I use a plastic bread box that has a really tight seal. Not even a Palmetto bug (cockroach, to you Yankees) can get into it. I know because I saw one try. I use only whole wheat bread, and a loaf lasts me for one week before getting stale or moldy. I can finish a loaf within a week. If you cannot, the freezer is a good alternative. I got my bread box through one of those mail order catalogs, but I don’t remember which one.

Adjustable bread keeper made of plastic that slides as the bread is consumed.

That’s not the one I have. Mine is not adjustable, but the top is on a hinge that seals with the bottom. I keep the bread in its original packaging also, for double indemnity. :slight_smile:

Yeah, I’m a convert to freezing bread. I like to freeze a loaf and insert a bit of plastic or waxed paper between every six slices or so, which makes it easier to pop out a few slices at a time. You can thaw it and it will feel perfectly fresh for sandwich making, or put frozen slices right in the toaster, and they will toast the same as unfrozen bread.

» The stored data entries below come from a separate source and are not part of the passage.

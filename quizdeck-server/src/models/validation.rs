//! Validation error types

use std::fmt;

/// Validation error for domain models
#[derive(Debug, Clone, PartialEq, Eq)]
pub enum ValidationError {
    /// Field is empty when it shouldn't be
    Empty { field: &'static str },

    /// Field exceeds maximum length
    TooLong { field: &'static str, max: usize },

    /// List has the wrong number of entries
    WrongCount {
        field: &'static str,
        expected: usize,
        actual: usize,
    },

    /// Number outside the accepted range
    OutOfRange {
        field: &'static str,
        reason: &'static str,
    },

    /// Request body or query string could not be decoded
    Malformed { message: String },
}

impl fmt::Display for ValidationError {
    fn fmt(&self, f: &mut fmt::Formatter<'_>) -> fmt::Result {
        match self {
            Self::Empty { field } => write!(f, "{} cannot be empty", field),
            Self::TooLong { field, max } => {
                write!(f, "{} exceeds maximum length of {} characters", field, max)
            }
            Self::WrongCount {
                field,
                expected,
                actual,
            } => write!(
                f,
                "{} must contain exactly {} entries (got {})",
                field, expected, actual
            ),
            Self::OutOfRange { field, reason } => write!(f, "{}: {}", field, reason),
            Self::Malformed { message } => write!(f, "malformed request: {}", message),
        }
    }
}

impl std::error::Error for ValidationError {}

/// Trim `value` and check it is non-empty and at most `max` characters.
pub(crate) fn required_text(
    field: &'static str,
    value: &str,
    max: usize,
) -> Result<String, ValidationError> {
    let trimmed = value.trim();

    if trimmed.is_empty() {
        return Err(ValidationError::Empty { field });
    }

    bounded(field, trimmed, max)
}

/// Non-blank check like [`required_text`], but the value is kept exactly as
/// sent. Used for quiz content, which must read back unchanged.
pub(crate) fn required_verbatim(
    field: &'static str,
    value: &str,
    max: usize,
) -> Result<String, ValidationError> {
    if value.trim().is_empty() {
        return Err(ValidationError::Empty { field });
    }

    bounded(field, value, max)
}

/// Length check only; the value is kept exactly as sent, blank included.
pub(crate) fn verbatim_text(
    field: &'static str,
    value: &str,
    max: usize,
) -> Result<String, ValidationError> {
    bounded(field, value, max)
}

/// Like [`required_text`] but an empty value is accepted.
pub(crate) fn optional_text(
    field: &'static str,
    value: &str,
    max: usize,
) -> Result<String, ValidationError> {
    bounded(field, value.trim(), max)
}

fn bounded(field: &'static str, value: &str, max: usize) -> Result<String, ValidationError> {
    if value.chars().count() > max {
        return Err(ValidationError::TooLong { field, max });
    }
    Ok(value.to_owned())
}
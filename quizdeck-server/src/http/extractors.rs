//! Custom Axum extractors
//!
//! Rejections from axum's own extractors are plain-text; these wrap them so
//! every malformed request gets the same JSON 400 body as a validation error.

use axum::extract::{FromRequest, FromRequestParts, Path, Query, Request};
use axum::http::request::Parts;
use axum::Json;
use serde::de::DeserializeOwned;

use super::error::ApiError;
use crate::models::ValidationError;

/// Extract and validate a numeric id from path
pub struct ValidId(pub i64);

impl<S> FromRequestParts<S> for ValidId
where
    S: Send + Sync,
{
    type Rejection = ApiError;

    async fn from_request_parts(parts: &mut Parts, state: &S) -> Result<Self, Self::Rejection> {
        let Path(id): Path<String> = Path::from_request_parts(parts, state)
            .await
            .map_err(|rejection| {
                ApiError::Validation(ValidationError::Malformed {
                    message: rejection.body_text(),
                })
            })?;

        let id = id.parse::<i64>().map_err(|_| {
            ApiError::Validation(ValidationError::Malformed {
                message: format!("id must be an integer, got '{}'", id),
            })
        })?;

        Ok(Self(id))
    }
}

/// JSON body whose decoding errors become `ApiError::Validation`
pub struct ValidJson<T>(pub T);

impl<S, T> FromRequest<S> for ValidJson<T>
where
    T: DeserializeOwned,
    S: Send + Sync,
{
    type Rejection = ApiError;

    async fn from_request(req: Request, state: &S) -> Result<Self, Self::Rejection> {
        let Json(value) = Json::<T>::from_request(req, state).await.map_err(|rejection| {
            ApiError::Validation(ValidationError::Malformed {
                message: rejection.body_text(),
            })
        })?;

        Ok(Self(value))
    }
}

/// Query string whose decoding errors become `ApiError::Validation`
pub struct ValidQuery<T>(pub T);

impl<S, T> FromRequestParts<S> for ValidQuery<T>
where
    T: DeserializeOwned,
    S: Send + Sync,
{
    type Rejection = ApiError;

    async fn from_request_parts(parts: &mut Parts, state: &S) -> Result<Self, Self::Rejection> {
        let Query(value) = Query::<T>::from_request_parts(parts, state)
            .await
            .map_err(|rejection| {
                ApiError::Validation(ValidationError::Malformed {
                    message: rejection.body_text(),
                })
            })?;

        Ok(Self(value))
    }
}
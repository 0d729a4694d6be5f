//! Repository implementations for database access
//!
//! Each repository borrows the pool for the duration of one request:
//! - Uses JOINs for list operations (no N+1)
//! - Maps unique/foreign-key violations to `DbError::Constraint`
//! - Uses transactions for multi-step operations

pub mod categories;
pub mod collections;
pub mod quizzes;
pub mod results;

pub use categories::{Category, CategoryRepo};
pub use collections::{CollectionRepo, CollectionWithCount};
pub use quizzes::{Quiz, QuizRepo};
pub use results::{QuizResult, ResultRepo};

/// Database error type
#[derive(Debug, thiserror::Error)]
pub enum DbError {
    #[error("database error: {0}")]
    Sqlx(sqlx::Error),

    #[error("not found: {resource} '{id}'")]
    NotFound { resource: &'static str, id: String },

    #[error("constraint violation: {message}")]
    Constraint { message: String },
}

impl DbError {
    pub(crate) fn not_found(resource: &'static str, id: i64) -> Self {
        Self::NotFound {
            resource,
            id: id.to_string(),
        }
    }
}

impl From<sqlx::Error> for DbError {
    fn from(err: sqlx::Error) -> Self {
        if let sqlx::Error::Database(db_err) = &err {
            if db_err.is_unique_violation() || db_err.is_foreign_key_violation() {
                return Self::Constraint {
                    message: db_err.message().to_owned(),
                };
            }
        }
        Self::Sqlx(err)
    }
}
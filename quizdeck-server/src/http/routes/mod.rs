//! Route handlers organized by resource

pub mod health;
pub mod categories;
pub mod collections;
pub mod quizzes;
pub mod results;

The freezing method allows you to have a couple of different loaves on hand, so if you’d like keep both rye and whole wheat around, you can do so without feeling like you have to use them up before they go bad.

Refrigerating bread, however, gives it an icky waxy texture, and it’ll be unsuitable for anything other than toasting. I wonder why that is?

I bake a ton of bread. Olive oil bread seems to take forever to get stale or to mold. That and freezing. I slice my loaves, put then in ziplock bags, then freeze.

bread can freezer burn, water in the interior of the loaf is drawn out and freezes on the wrapper or the sides of the freezer compartment. to help prevent you can tightly double wrap the bread with a very tight seal. also freeze in smaller volumes, split the loaf up, so the inside freezes quicker before lots of moisture is drawn out. also you only thaw what you are about to use.

I keep my bread in the fridge and don’t have this problem. What is the nature of the crap taste? Bread and other types of foods will absorb whatever odors happen to be floating around inside, so that can cause an off taste. Just need to wrap it airtight.

You actually don’t want an air tight seal. Moisture is one of the key contibutors to the growth of mold on bread. Many times bread put in its wrappers while it is still warm contibutes to faster mold growth because of the moisture in still warm bread. If you notice on the link to the adjustable bread box I posted there are actually small adjustable vents to let the bread breath and the moisture escape.

Another vote for freezing. Sandwiches made with frozen bread in the morning are perfect by lunch time (the freezing has kept them cool, too, if not having a fridge is an issue). Bread molds quickly, but it also thaws quickly. I get a big bag of buns and freeze them, and take out about three at a time so I always have a fresh bun for lunch. Since I discovered freezing, my bread wastage is down to almost nothing. I wish I could buy frozen bread at Safeway - getting the fresh loaves home in an un-squished state is much more difficult (and you need them un-squished so the slices separate easily).